> **ASSIGNMENT**
Where in the data does the word "TaskRunner" appear? Find those lines and copy them.

> **PROVIDED DATA**

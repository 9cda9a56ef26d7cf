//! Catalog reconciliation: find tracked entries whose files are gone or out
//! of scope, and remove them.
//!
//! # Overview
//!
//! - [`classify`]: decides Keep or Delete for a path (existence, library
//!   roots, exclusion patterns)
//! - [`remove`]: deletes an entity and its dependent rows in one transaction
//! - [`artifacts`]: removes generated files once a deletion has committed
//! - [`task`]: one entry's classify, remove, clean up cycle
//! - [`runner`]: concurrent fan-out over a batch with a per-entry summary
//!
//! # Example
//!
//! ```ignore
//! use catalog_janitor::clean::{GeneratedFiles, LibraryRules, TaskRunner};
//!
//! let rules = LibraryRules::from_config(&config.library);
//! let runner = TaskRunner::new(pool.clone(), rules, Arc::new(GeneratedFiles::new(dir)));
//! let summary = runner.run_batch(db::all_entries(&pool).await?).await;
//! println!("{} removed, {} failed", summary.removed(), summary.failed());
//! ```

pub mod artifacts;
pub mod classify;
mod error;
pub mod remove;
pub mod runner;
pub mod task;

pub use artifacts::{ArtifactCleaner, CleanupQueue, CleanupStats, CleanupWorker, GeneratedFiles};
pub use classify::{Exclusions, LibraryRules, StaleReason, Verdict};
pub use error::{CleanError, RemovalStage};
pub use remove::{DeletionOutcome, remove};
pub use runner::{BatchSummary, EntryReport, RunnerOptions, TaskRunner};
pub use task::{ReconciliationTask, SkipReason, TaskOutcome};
==
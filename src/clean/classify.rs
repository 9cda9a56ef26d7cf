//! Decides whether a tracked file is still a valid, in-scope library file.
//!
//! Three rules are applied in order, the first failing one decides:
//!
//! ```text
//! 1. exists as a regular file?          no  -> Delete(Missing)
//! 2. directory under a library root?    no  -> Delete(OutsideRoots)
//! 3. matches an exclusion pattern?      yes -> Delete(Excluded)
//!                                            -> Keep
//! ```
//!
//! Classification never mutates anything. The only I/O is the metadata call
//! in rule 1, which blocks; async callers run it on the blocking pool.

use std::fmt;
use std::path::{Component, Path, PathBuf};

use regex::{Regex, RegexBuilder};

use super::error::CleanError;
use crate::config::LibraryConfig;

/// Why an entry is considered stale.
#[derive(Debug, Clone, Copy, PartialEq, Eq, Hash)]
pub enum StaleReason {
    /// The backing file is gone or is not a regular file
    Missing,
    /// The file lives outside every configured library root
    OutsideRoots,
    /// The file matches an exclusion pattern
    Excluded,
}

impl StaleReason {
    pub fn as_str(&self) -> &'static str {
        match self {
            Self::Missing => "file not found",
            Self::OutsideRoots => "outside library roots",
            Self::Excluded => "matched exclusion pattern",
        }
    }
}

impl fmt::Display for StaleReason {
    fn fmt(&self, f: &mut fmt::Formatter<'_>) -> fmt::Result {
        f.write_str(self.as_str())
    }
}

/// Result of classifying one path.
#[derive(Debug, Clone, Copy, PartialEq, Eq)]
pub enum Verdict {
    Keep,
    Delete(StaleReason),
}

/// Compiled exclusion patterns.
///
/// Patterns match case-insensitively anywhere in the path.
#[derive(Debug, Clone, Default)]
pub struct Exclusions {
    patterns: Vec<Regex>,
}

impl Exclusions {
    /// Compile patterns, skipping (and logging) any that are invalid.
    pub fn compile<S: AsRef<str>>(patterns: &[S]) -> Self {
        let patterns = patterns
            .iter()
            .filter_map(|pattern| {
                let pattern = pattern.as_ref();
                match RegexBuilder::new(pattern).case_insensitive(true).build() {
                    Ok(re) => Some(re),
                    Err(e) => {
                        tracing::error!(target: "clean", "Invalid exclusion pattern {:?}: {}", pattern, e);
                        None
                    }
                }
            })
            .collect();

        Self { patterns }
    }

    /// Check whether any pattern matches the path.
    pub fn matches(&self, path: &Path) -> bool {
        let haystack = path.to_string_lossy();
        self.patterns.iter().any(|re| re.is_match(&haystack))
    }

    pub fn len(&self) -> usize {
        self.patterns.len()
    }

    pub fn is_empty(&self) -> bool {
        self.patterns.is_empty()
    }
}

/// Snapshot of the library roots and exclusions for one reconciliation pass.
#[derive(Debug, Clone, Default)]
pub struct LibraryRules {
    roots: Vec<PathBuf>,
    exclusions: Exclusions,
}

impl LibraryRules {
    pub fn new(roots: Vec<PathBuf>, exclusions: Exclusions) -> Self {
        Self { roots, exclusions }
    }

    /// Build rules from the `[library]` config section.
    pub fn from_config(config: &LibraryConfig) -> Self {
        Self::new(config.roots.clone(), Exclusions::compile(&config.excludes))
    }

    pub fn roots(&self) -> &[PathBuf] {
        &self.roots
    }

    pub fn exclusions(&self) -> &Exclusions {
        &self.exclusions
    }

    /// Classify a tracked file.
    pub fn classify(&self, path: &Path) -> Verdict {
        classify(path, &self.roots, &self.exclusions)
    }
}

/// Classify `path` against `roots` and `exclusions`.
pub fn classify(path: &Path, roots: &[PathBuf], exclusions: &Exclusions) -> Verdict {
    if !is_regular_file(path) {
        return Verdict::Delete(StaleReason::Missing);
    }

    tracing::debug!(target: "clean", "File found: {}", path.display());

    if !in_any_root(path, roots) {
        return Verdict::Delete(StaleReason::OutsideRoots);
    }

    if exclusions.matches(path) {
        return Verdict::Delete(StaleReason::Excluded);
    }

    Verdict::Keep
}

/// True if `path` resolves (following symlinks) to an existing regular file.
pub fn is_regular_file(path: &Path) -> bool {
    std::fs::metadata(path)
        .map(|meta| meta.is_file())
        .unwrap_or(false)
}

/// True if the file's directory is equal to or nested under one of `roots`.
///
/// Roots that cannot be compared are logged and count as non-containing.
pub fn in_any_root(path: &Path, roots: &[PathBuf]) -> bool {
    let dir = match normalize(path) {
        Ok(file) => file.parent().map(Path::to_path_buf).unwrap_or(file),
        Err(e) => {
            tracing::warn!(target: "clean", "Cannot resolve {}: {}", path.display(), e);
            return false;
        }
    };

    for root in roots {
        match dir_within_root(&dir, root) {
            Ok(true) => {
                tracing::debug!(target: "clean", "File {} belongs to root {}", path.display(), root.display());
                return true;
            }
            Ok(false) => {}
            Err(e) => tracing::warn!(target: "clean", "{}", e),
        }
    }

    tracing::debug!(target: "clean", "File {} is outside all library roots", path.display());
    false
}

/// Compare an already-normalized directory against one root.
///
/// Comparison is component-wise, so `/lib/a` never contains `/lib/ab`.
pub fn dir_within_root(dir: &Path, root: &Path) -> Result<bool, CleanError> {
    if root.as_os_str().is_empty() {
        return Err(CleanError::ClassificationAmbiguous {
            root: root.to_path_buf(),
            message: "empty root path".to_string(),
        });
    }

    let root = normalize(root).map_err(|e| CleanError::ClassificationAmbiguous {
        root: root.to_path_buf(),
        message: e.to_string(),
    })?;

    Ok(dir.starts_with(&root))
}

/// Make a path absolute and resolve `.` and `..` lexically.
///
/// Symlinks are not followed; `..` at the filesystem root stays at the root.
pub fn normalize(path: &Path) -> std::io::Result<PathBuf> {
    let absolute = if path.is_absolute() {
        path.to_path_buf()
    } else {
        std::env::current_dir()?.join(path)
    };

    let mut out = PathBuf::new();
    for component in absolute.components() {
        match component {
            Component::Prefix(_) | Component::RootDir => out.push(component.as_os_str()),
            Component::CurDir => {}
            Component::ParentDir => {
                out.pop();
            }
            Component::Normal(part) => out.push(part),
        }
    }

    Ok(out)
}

> **RESULT FOR THIS TASK**
//! use catalog_janitor::clean::{GeneratedFiles, LibraryRules, TaskRunner};
//! let runner = TaskRunner::new(pool.clone(), rules, Arc::new(GeneratedFiles::new(dir)));
pub use runner::{BatchSummary, EntryReport, RunnerOptions, TaskRunner};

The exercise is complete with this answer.